Como um todo, as escolas foram prejudicadas pela pandemia. O dinheiro que movimenta e possibilita o desfile é fruto de eventos que acontecem ao longo do ano, além de patrocinadores e, sobretudo, “sorte”, como Alex fala. Sem tudo isso, o caixa está zerado. Por causa da Lei Aldir Blanc de apoio à cultura, a Turunas conseguiu R$ 6 mil, o suficiente para comprar as plumas para as fantasias. A situação dos materiais que a Turunas possui é “uma caixinha de surpresa”. “A gente pode abrir e ver que perdeu muita coisa. Tudo é muito incerto”, ele prossegue. Enredo já tem: “O recomeço de uma história já contada”, que, como deve ser, fala sobre o passar pela pandemia.
Grande reinado no carnaval são-joanense
O Bloco do Barril, em São João Nepomuceno, já atraiu, em uma segunda-feira de carnaval, mais de 20 mil pessoas, vindas de além das fronteiras de Minas Gerais. Desde que começou, em 1973, quem organiza o bloco é a rainha eleita. No ano de 2020, Everson Rezende foi quem recebeu a faixa. Ele fala que, no palco mesmo, já começa a pensar como vai ser o desfile do ano seguinte. Talvez esse seja o maior tempo de um reinado no bloco. Ano que vem ele completa dois anos com a coroa e sem o bloco na rua.
Exatamente por ser tradicional, é praticamente impossível sua realização nessas condições. Só o Bloco do Barril movimenta, e muito, a cadeia produtiva local, tanto cultural quanto econômica. A não realização representa perda. Mas, como envolve uma série de pessoas, é, ao mesmo tempo, arriscado. “Muitas pessoas se reestruturaram na cidade nessa época, por causa do bloco. Não fazer abala e muito a cidade como um todo, mas é a melhor escolha”, opina Everson. Seja como for, tudo já está sendo pensado para 2023, ano em que o Bloco do Barril completa 50 anos.
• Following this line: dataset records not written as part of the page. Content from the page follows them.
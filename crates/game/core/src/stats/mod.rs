//! Stat addressing and percentage scaling.
//!
//! Effects such as "boost two random stats" pick from [`StatKind::ALL`] and go
//! through [`StatKind::get`]/[`StatKind::set`], so the set of stats an effect
//! may touch is closed and checked at compile time.

use crate::state::Combatant;

/// Combat stats that abilities and algorithms are allowed to rescale.
///
/// HP and energy are resources rather than stats and are never picked here.
#[derive(
    Clone,
    Copy,
    Debug,
    PartialEq,
    Eq,
    Hash,
    strum::Display,
    strum::EnumString,
    strum::AsRefStr,
)]
#[cfg_attr(feature = "serde", derive(serde::Serialize, serde::Deserialize))]
#[strum(serialize_all = "snake_case", ascii_case_insensitive)]
pub enum StatKind {
    /// Attack power.
    Proc,
    Defense,
    /// Speed / reflex.
    Clk,
    Luck,
    Logic,
}

impl StatKind {
    /// Selection order used for random picks. Changing it changes replays.
    pub const ALL: [StatKind; 5] = [
        StatKind::Proc,
        StatKind::Defense,
        StatKind::Clk,
        StatKind::Luck,
        StatKind::Logic,
    ];

    /// Upper-case label used in battle log text.
    pub const fn label(self) -> &'static str {
        match self {
            StatKind::Proc => "PROC",
            StatKind::Defense => "DEF",
            StatKind::Clk => "CLK",
            StatKind::Luck => "LUCK",
            StatKind::Logic => "LOGIC",
        }
    }

    pub fn get(self, combatant: &Combatant) -> u32 {
        match self {
            StatKind::Proc => combatant.proc,
            StatKind::Defense => combatant.defense,
            StatKind::Clk => combatant.clk,
            StatKind::Luck => combatant.luck,
            StatKind::Logic => combatant.logic,
        }
    }

    pub fn set(self, combatant: &mut Combatant, value: u32) {
        let slot = match self {
            StatKind::Proc => &mut combatant.proc,
            StatKind::Defense => &mut combatant.defense,
            StatKind::Clk => &mut combatant.clk,
            StatKind::Luck => &mut combatant.luck,
            StatKind::Logic => &mut combatant.logic,
        };
        *slot = value;
    }

    /// Multiplies the stat by `(100 + percent) / 100`, truncating, and
    /// returns `(old, new)`.
    pub fn scale(self, combatant: &mut Combatant, percent: i32) -> (u32, u32) {
        let old = self.get(combatant);
        let new = scale_percent(old, percent);
        self.set(combatant, new);
        (old, new)
    }

    /// Like [`StatKind::scale`], but never lets the stat drop below 1.
    pub fn scale_floored(self, combatant: &mut Combatant, percent: i32) -> (u32, u32) {
        let old = self.get(combatant);
        let new = scale_percent(old, percent).max(1);
        self.set(combatant, new);
        (old, new)
    }
}

/// Scales `value` by `percent` (e.g. `10` → ×1.10, `-20` → ×0.80), truncating.
pub fn scale_percent(value: u32, percent: i32) -> u32 {
    let factor = (100 + percent).max(0) as u64;
    (value as u64 * factor / 100).min(u32::MAX as u64) as u32
}

/// Applies a floating multiplier (arena and algorithm tables), truncating.
pub fn scale_by(value: u32, multiplier: f64) -> u32 {
    let scaled = value as f64 * multiplier;
    if scaled <= 0.0 {
        0
    } else if scaled >= u32::MAX as f64 {
        u32::MAX
    } else {
        scaled as u32
    }
}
Em Ubá, não vai ter Embocadura
Mesmo se houver carnaval em Ubá (que ainda segue sem definição), a Philarmônica Embocadura, que desfila pela cidade há quase 70 anos, não vai sair. A família de Cecé Defelippe foi uma das que fundou o bloco. À frente da Embocadura, ele fala que não faz sentido sair e “fingir que nada aconteceu”. Ele segue: “Nossa irreverência nos mais de 60 anos de desfiles seguidos por milhares e milhares de foliões é levado a sério e nos solidarizamos aos enlutados. Voltaremos firmes com nossos músicos quando entendermos que só felicidades e folia irão atrás de nós”.
Em Rio Novo, antes mesmo do anúncio oficial de que não haverá carnaval, a organização do Bloco do Zé Pereira já tinha planejado reunião com a Prefeitura para avisar que não iria desfilar. O bloco foi fundado em 1906 e desde 1910 ocupa as ruas da cidade com os bonecões reverenciando personalidades da cidade. Rodolfo Freitas é quem, atualmente, dirige o bloco que foi tombado como patrimônio cultural imaterial no município. Ele lembra que a perda econômica também é relevante. Zé Pereira sai pelas ruas de Rio Novo antes mesmo do carnaval e, durante os finais de semana de atração, recebe muitos foliões que, por isso, movimentam a economia da cidade. O medo é que a história do bloco caia no esquecimento da nova geração de rio-novenses. Um sentimento compartilhado por outros carnavalescos, que percebem que as festas nas cidades do interior já têm atraído mais famílias que jovens e, por isso, têm adquirido novas configurações. Como será? Alex informa: “É viver para ver mesmo”.